Attributionsstudie zum Hochwasser im Ahrtal 2021
Friederike Otto / World Weather Attribution / Deutscher Wetterdienst
Wissenschaftliche Attributionsstudie zum verheerenden Hochwasser im Ahrtal 2021, durchgeführt von Friederike Otto und der World Weather Attribution in Zusammenarbeit mit dem Deutschen Wetterdienst. Die Studie quantifiziert, wie stark der Klimawandel das Ereignis beeinflusst hat – mit einer Spanne von 1,5- bis 9-fach erhöhter Wahrscheinlichkeit, je nach verwendetem Klimamodell. Neben dem Klimawandel identifizierten die Forschenden die Flächenversiegelung als weiteren entscheidenden Faktor für die Katastrophe.
Erwähnungen (1)
„Dadurch ist eben das Ergebnis, dass der Klimawandel dieses Ereignis anderthalb bis neunmal wahrscheinlicher gemacht hat. Das ist ja eine relativ breite Spanne.
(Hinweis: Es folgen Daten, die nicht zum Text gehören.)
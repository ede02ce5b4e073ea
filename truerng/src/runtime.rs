use std::{
    path::{Path, PathBuf},
    time::Duration,
};

use crate::{
    cache::SupplyCache,
    credential::{CredentialStore, reconcile_credential},
    pipeline::DrawPipeline,
    settings::{SettingChange, Settings, SettingsError},
    source::{ApiKey, RandomSource, random_org::RandomOrgSource},
    toggle::QuickToggle,
};

/// Builds a source for a credential. `None` leaves the cache unbound.
pub type SourceFactory = Box<dyn FnMut(&ApiKey) -> Option<Box<dyn RandomSource>> + Send>;

pub fn random_org_factory() -> SourceFactory {
    Box::new(|key: &ApiKey| match RandomOrgSource::new(key.clone()) {
        Ok(source) => Some(Box::new(source) as Box<dyn RandomSource>),
        Err(e) => {
            log::error!("Could not create random.org client: {e}");
            None
        }
    })
}

pub struct TrueRng {
    cache: SupplyCache,
    pipeline: DrawPipeline,
    toggle: QuickToggle,
    settings: Settings,
    settings_path: Option<PathBuf>,
    make_source: SourceFactory,
}

impl std::fmt::Debug for TrueRng {
    fn fmt(&self, f: &mut std::fmt::Formatter<'_>) -> std::fmt::Result {
        f.debug_struct("TrueRng")
            .field("cache", &self.cache)
            .field("pipeline", &self.pipeline)
            .field("toggle", &self.toggle)
            .field("settings", &self.settings)
            .field("settings_path", &self.settings_path)
            .finish()
    }
}

impl TrueRng {
    pub fn new(cache: SupplyCache, make_source: SourceFactory) -> Self {
        let settings = Settings::default();
        Self {
            cache,
            pipeline: DrawPipeline::new(),
            toggle: QuickToggle::new(settings.enabled, settings.show_toggle),
            settings,
            settings_path: None,
            make_source,
        }
    }

    /// Writes settings back to `path` whenever they change.
    pub fn with_settings_path(mut self, path: impl Into<PathBuf>) -> Self {
        self.settings_path = Some(path.into());
        self
    }

    fn persist(&self) -> Result<(), SettingsError> {
        if let Some(path) = &self.settings_path {
            self.settings.save(path)?;
            log::debug!("Settings saved to {}", path.display());
        }
        Ok(())
    }

    /// Applies `settings`, reconciles the API key with the local store and binds
    /// the source, which immediately requests the first batch.
    pub fn start(
        &mut self,
        settings: Settings,
        store: &mut dyn CredentialStore,
    ) -> anyhow::Result<()> {
        log::debug!("TrueRNG initializing...");
        settings.validate()?;
        self.settings = settings;

        self.cache
            .configure(self.settings.max_cached as usize, self.settings.refill_threshold());
        self.cache.set_enabled(self.settings.enabled);
        self.cache.set_show_seeds(self.settings.show_seeds);
        self.toggle = QuickToggle::new(self.settings.enabled, self.settings.show_toggle);

        let configured = self.settings.api_key.clone();
        match reconcile_credential(&mut self.settings, store)? {
            Some(key) => self.bind_key(&key),
            None => log::debug!("No API key configured"),
        }
        if self.settings.api_key != configured {
            self.persist()?;
        }
        Ok(())
    }

    fn bind_key(&mut self, key: &ApiKey) {
        let source = if key.is_usable() {
            (self.make_source)(key)
        } else {
            None
        };
        self.cache.bind(source);
    }

    pub fn apply(&mut self, change: SettingChange) -> Result<(), SettingsError> {
        self.settings.apply(&change)?;
        match change {
            SettingChange::ApiKey(key) => {
                log::debug!("New API key: {key:?}");
                self.bind_key(&key);
            }
            SettingChange::MaxCached(_) | SettingChange::UpdatePoint(_) => {
                self.cache
                    .configure(self.settings.max_cached as usize, self.settings.refill_threshold());
            }
            SettingChange::Enabled(enabled) => self.set_enabled(enabled),
            SettingChange::Debug(debug) => {
                log::debug!("Debug mode: {debug}");
                log::set_max_level(if debug {
                    log::LevelFilter::Debug
                } else {
                    log::LevelFilter::Info
                });
            }
            SettingChange::ShowToggle(show) => self.toggle.set_visible(show),
            SettingChange::ShowSeeds(show) => self.cache.set_show_seeds(show),
        }
        self.persist()
    }

    fn set_enabled(&mut self, enabled: bool) {
        self.settings.enabled = enabled;
        self.cache.set_enabled(enabled);
        self.toggle.set_enabled(enabled);
    }

    /// A click on the quick toggle. Returns the new enabled state.
    pub fn click_toggle(&mut self) -> bool {
        let enabled = self.toggle.click();
        self.set_enabled(enabled);
        enabled
    }

    /// The host's uniform generator replacement. Never fails.
    pub fn random_uniform(&mut self) -> f64 {
        self.pipeline.draw(&mut self.cache)
    }

    pub fn prewarm(&mut self, timeout: Duration) -> bool {
        self.cache.wait_for_refill(timeout)
    }

    pub fn last_value(&self) -> Option<f64> {
        self.pipeline.last_value()
    }

    pub fn cache(&self) -> &SupplyCache {
        &self.cache
    }

    pub fn pipeline_mut(&mut self) -> &mut DrawPipeline {
        &mut self.pipeline
    }

    pub fn quick_toggle(&self) -> &QuickToggle {
        &self.toggle
    }

    pub fn settings(&self) -> &Settings {
        &self.settings
    }

    pub fn settings_path(&self) -> Option<&Path> {
        self.settings_path.as_deref()
    }
}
Also es ist ein großer Unterschied, ob irgendwas sich nicht mal verdoppelt hat in der Wahrscheinlichkeit oder ob es zehnmal wahrscheinlicher geworden ist.“
Die Ahrtal-Studie wird als zentrales Beispiel für die schnelle Attributionsforschung diskutiert. Der Deutsche Wetterdienst hatte Otto kontaktiert, um die Ursachen des verheerenden Hochwassers zu untersuchen. Die Studie ergab eine breite Spanne (1,5- bis 9-fach erhöhte Wahrscheinlichkeit durch den Klimawandel), weil das betroffene Gebiet zu klein für die verfügbaren Klimamodelle war. Otto betont, dass neben dem Klimawandel auch die Flächenversiegelung eine entscheidende Rolle spielte – eine wichtige Erkenntnis für den Wiederaufbau.